*WHAT TO WORK ON:* Retype the records exactly, with nothing added or dropped.
——————————
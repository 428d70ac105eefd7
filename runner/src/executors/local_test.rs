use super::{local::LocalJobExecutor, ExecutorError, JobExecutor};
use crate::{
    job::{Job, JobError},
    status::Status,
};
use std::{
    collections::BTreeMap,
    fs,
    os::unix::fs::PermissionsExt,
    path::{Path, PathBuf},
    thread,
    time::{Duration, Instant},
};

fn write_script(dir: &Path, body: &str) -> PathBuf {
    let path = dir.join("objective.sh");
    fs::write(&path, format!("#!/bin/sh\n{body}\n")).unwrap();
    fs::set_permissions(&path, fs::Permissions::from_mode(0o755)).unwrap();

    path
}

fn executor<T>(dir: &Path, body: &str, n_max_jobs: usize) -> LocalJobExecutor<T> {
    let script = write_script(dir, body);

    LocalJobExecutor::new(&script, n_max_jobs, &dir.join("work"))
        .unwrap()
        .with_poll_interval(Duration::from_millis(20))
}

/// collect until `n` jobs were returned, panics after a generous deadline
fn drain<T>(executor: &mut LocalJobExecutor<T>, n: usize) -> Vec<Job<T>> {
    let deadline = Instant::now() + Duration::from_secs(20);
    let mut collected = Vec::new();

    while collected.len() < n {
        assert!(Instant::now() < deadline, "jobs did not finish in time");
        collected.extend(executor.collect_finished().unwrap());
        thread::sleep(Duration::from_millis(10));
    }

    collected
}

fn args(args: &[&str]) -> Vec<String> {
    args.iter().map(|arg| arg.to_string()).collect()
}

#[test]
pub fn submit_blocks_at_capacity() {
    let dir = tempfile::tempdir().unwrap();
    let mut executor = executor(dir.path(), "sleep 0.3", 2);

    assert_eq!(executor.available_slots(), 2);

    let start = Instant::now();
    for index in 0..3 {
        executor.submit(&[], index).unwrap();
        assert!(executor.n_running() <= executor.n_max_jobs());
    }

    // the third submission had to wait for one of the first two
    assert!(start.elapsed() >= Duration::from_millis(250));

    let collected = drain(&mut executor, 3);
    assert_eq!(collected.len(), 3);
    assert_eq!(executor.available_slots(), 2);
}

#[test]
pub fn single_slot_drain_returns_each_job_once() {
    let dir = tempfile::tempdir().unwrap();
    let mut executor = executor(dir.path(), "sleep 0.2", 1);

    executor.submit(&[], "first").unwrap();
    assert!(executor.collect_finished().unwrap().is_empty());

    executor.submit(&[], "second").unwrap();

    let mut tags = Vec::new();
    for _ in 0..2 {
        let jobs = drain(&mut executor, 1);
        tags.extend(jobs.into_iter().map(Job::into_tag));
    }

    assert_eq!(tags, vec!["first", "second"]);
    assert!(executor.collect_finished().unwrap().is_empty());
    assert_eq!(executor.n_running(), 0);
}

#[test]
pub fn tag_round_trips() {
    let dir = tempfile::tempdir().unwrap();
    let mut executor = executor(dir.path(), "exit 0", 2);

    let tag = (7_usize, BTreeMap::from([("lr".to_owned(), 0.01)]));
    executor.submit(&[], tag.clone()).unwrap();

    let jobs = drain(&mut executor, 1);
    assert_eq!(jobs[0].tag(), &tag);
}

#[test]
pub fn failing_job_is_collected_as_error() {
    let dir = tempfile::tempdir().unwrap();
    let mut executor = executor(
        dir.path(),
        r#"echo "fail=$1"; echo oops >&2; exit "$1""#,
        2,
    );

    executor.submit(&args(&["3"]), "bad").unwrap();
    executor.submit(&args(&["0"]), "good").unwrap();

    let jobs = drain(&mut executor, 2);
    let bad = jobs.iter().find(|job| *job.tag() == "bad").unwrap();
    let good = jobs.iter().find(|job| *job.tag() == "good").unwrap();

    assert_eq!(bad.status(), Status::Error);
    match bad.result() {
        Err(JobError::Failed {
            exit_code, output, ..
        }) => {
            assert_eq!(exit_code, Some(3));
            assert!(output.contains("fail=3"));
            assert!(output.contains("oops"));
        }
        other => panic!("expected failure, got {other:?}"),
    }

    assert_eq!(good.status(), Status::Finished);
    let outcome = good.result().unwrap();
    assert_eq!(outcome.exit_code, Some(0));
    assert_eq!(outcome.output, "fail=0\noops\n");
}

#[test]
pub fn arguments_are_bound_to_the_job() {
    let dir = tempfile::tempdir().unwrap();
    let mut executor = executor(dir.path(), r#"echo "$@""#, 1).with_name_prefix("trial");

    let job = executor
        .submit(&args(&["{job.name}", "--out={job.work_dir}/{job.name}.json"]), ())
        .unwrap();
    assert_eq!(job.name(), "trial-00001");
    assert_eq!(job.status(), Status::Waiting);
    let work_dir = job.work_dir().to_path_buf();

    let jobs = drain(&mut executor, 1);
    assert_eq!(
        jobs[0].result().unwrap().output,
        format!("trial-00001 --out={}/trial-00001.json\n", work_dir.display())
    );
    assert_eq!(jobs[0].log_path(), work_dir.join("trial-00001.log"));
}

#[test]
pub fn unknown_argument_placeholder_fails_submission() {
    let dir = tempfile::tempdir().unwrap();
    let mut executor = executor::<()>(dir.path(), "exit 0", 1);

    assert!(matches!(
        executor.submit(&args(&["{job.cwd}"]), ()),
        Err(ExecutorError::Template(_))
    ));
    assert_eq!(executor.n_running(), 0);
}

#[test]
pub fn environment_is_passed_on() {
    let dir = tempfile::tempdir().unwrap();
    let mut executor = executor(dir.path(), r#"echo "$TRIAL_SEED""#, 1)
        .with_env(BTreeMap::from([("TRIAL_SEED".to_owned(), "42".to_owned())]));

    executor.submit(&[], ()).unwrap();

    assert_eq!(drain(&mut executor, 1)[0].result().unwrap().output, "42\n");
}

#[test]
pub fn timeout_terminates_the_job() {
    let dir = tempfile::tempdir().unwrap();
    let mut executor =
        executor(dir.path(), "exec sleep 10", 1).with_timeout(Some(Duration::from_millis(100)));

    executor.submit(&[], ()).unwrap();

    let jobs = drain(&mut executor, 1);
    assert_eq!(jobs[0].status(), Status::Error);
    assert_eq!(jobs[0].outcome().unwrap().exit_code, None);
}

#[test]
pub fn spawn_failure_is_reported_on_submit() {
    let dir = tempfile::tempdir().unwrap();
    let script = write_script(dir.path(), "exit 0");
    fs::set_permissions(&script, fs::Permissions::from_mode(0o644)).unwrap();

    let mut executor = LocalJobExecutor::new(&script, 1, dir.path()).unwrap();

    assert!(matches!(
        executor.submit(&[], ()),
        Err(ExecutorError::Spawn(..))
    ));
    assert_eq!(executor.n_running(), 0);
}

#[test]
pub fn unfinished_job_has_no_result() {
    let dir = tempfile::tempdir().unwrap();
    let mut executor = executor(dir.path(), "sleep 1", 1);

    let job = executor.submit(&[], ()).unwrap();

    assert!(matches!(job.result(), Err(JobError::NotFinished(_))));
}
——————————
*ANSWER BOX:*
repository 428d70ac105eefd7
filename runner/src/executors/local_test.rs
use super::{local::LocalJobExecutor, ExecutorError, JobExecutor};
use crate::{
    job::{Job, JobError},
    status::Status,
};
use std::{
    collections::BTreeMap,
    fs,
    os::unix::fs::PermissionsExt,
    path::{Path, PathBuf},
    thread,
    time::{Duration, Instant},
};

fn write_script(dir: &Path, body: &str) -> PathBuf {
    let path = dir.join("objective.sh");
    fs::write(&path, format!("#!/bin/sh\n{body}\n")).unwrap();
    fs::set_permissions(&path, fs::Permissions::from_mode(0o755)).unwrap();

    path
}

fn executor<T>(dir: &Path, body: &str, n_max_jobs: usize) -> LocalJobExecutor<T> {
    let script = write_script(dir, body);

    LocalJobExecutor::new(&script, n_max_jobs, &dir.join("work"))
        .unwrap()
        .with_poll_interval(Duration::from_millis(20))
}

/// collect until `n` jobs were returned, panics after a generous deadline
fn drain<T>(executor: &mut LocalJobExecutor<T>, n: usize) -> Vec<Job<T>> {
    let deadline = Instant::now() + Duration::from_secs(20);
    let mut collected = Vec::new();

    while collected.len() < n {
        assert!(Instant::now() < deadline, "jobs did not finish in time");
        collected.extend(executor.collect_finished().unwrap());
        thread::sleep(Duration::from_millis(10));
    }

    collected
}

fn args(args: &[&str]) -> Vec<String> {
    args.iter().map(|arg| arg.to_string()).collect()
}

#[test]
pub fn submit_blocks_at_capacity() {
    let dir = tempfile::tempdir().unwrap();
    let mut executor = executor(dir.path(), "sleep 0.3", 2);

    assert_eq!(executor.available_slots(), 2);

    let start = Instant::now();
    for index in 0..3 {
        executor.submit(&[], index).unwrap();
        assert!(executor.n_running() <= executor.n_max_jobs());
    }

    // the third submission had to wait for one of the first two
    assert!(start.elapsed() >= Duration::from_millis(250));

    let collected = drain(&mut executor, 3);
    assert_eq!(collected.len(), 3);
    assert_eq!(executor.available_slots(), 2);
}

#[test]
pub fn single_slot_drain_returns_each_job_once() {
    let dir = tempfile::tempdir().unwrap();
    let mut executor = executor(dir.path(), "sleep 0.2", 1);

    executor.submit(&[], "first").unwrap();
    assert!(executor.collect_finished().unwrap().is_empty());

    executor.submit(&[], "second").unwrap();

    let mut tags = Vec::new();
    for _ in 0..2 {
        let jobs = drain(&mut executor, 1);
        tags.extend(jobs.into_iter().map(Job::into_tag));
    }

    assert_eq!(tags, vec!["first", "second"]);
    assert!(executor.collect_finished().unwrap().is_empty());
    assert_eq!(executor.n_running(), 0);
}

#[test]
pub fn tag_round_trips() {
    let dir = tempfile::tempdir().unwrap();
    let mut executor = executor(dir.path(), "exit 0", 2);

    let tag = (7_usize, BTreeMap::from([("lr".to_owned(), 0.01)]));
    executor.submit(&[], tag.clone()).unwrap();

    let jobs = drain(&mut executor, 1);
    assert_eq!(jobs[0].tag(), &tag);
}

#[test]
pub fn failing_job_is_collected_as_error() {
    let dir = tempfile::tempdir().unwrap();
    let mut executor = executor(
        dir.path(),
        r#"echo "fail=$1"; echo oops >&2; exit "$1""#,
        2,
    );

    executor.submit(&args(&["3"]), "bad").unwrap();
    executor.submit(&args(&["0"]), "good").unwrap();

    let jobs = drain(&mut executor, 2);
    let bad = jobs.iter().find(|job| *job.tag() == "bad").unwrap();
    let good = jobs.iter().find(|job| *job.tag() == "good").unwrap();

    assert_eq!(bad.status(), Status::Error);
    match bad.result() {
        Err(JobError::Failed {
            exit_code, output, ..
        }) => {
            assert_eq!(exit_code, Some(3));
            assert!(output.contains("fail=3"));
            assert!(output.contains("oops"));
        }
        other => panic!("expected failure, got {other:?}"),
    }

    assert_eq!(good.status(), Status::Finished);
    let outcome = good.result().unwrap();
    assert_eq!(outcome.exit_code, Some(0));
    assert_eq!(outcome.output, "fail=0\noops\n");
}

#[test]
pub fn arguments_are_bound_to_the_job() {
    let dir = tempfile::tempdir().unwrap();
    let mut executor = executor(dir.path(), r#"echo "$@""#, 1).with_name_prefix("trial");

    let job = executor
        .submit(&args(&["{job.name}", "--out={job.work_dir}/{job.name}.json"]), ())
        .unwrap();
    assert_eq!(job.name(), "trial-00001");
    assert_eq!(job.status(), Status::Waiting);
    let work_dir = job.work_dir().to_path_buf();

    let jobs = drain(&mut executor, 1);
    assert_eq!(
        jobs[0].result().unwrap().output,
        format!("trial-00001 --out={}/trial-00001.json\n", work_dir.display())
    );
    assert_eq!(jobs[0].log_path(), work_dir.join("trial-00001.log"));
}

#[test]
pub fn unknown_argument_placeholder_fails_submission() {
    let dir = tempfile::tempdir().unwrap();
    let mut executor = executor::<()>(dir.path(), "exit 0", 1);

    assert!(matches!(
        executor.submit(&args(&["{job.cwd}"]), ()),
        Err(ExecutorError::Template(_))
    ));
    assert_eq!(executor.n_running(), 0);
}

#[test]
pub fn environment_is_passed_on() {
    let dir = tempfile::tempdir().unwrap();
    let mut executor = executor(dir.path(), r#"echo "$TRIAL_SEED""#, 1)
        .with_env(BTreeMap::from([("TRIAL_SEED".to_owned(), "42".to_owned())]));

    executor.submit(&[], ()).unwrap();

    assert_eq!(drain(&mut executor, 1)[0].result().unwrap().output, "42\n");
}

#[test]
pub fn timeout_terminates_the_job() {
    let dir = tempfile::tempdir().unwrap();
    let mut executor =
        executor(dir.path(), "exec sleep 10", 1).with_timeout(Some(Duration::from_millis(100)));

    executor.submit(&[], ()).unwrap();

    let jobs = drain(&mut executor, 1);
    assert_eq!(jobs[0].status(), Status::Error);
    assert_eq!(jobs[0].outcome().unwrap().exit_code, None);
}

#[test]
pub fn spawn_failure_is_reported_on_submit() {
    let dir = tempfile::tempdir().unwrap();
    let script = write_script(dir.path(), "exit 0");
    fs::set_permissions(&script, fs::Permissions::from_mode(0o644)).unwrap();

    let mut executor = LocalJobExecutor::new(&script, 1, dir.path()).unwrap();

    assert!(matches!(
        executor.submit(&[], ()),
        Err(ExecutorError::Spawn(..))
    ));
    assert_eq!(executor.n_running(), 0);
}

#[test]
pub fn unfinished_job_has_no_result() {
    let dir = tempfile::tempdir().unwrap();
    let mut executor = executor(dir.path(), "sleep 1", 1);

    let job = executor.submit(&[], ()).unwrap();

    assert!(matches!(job.result(), Err(JobError::NotFinished(_))));
}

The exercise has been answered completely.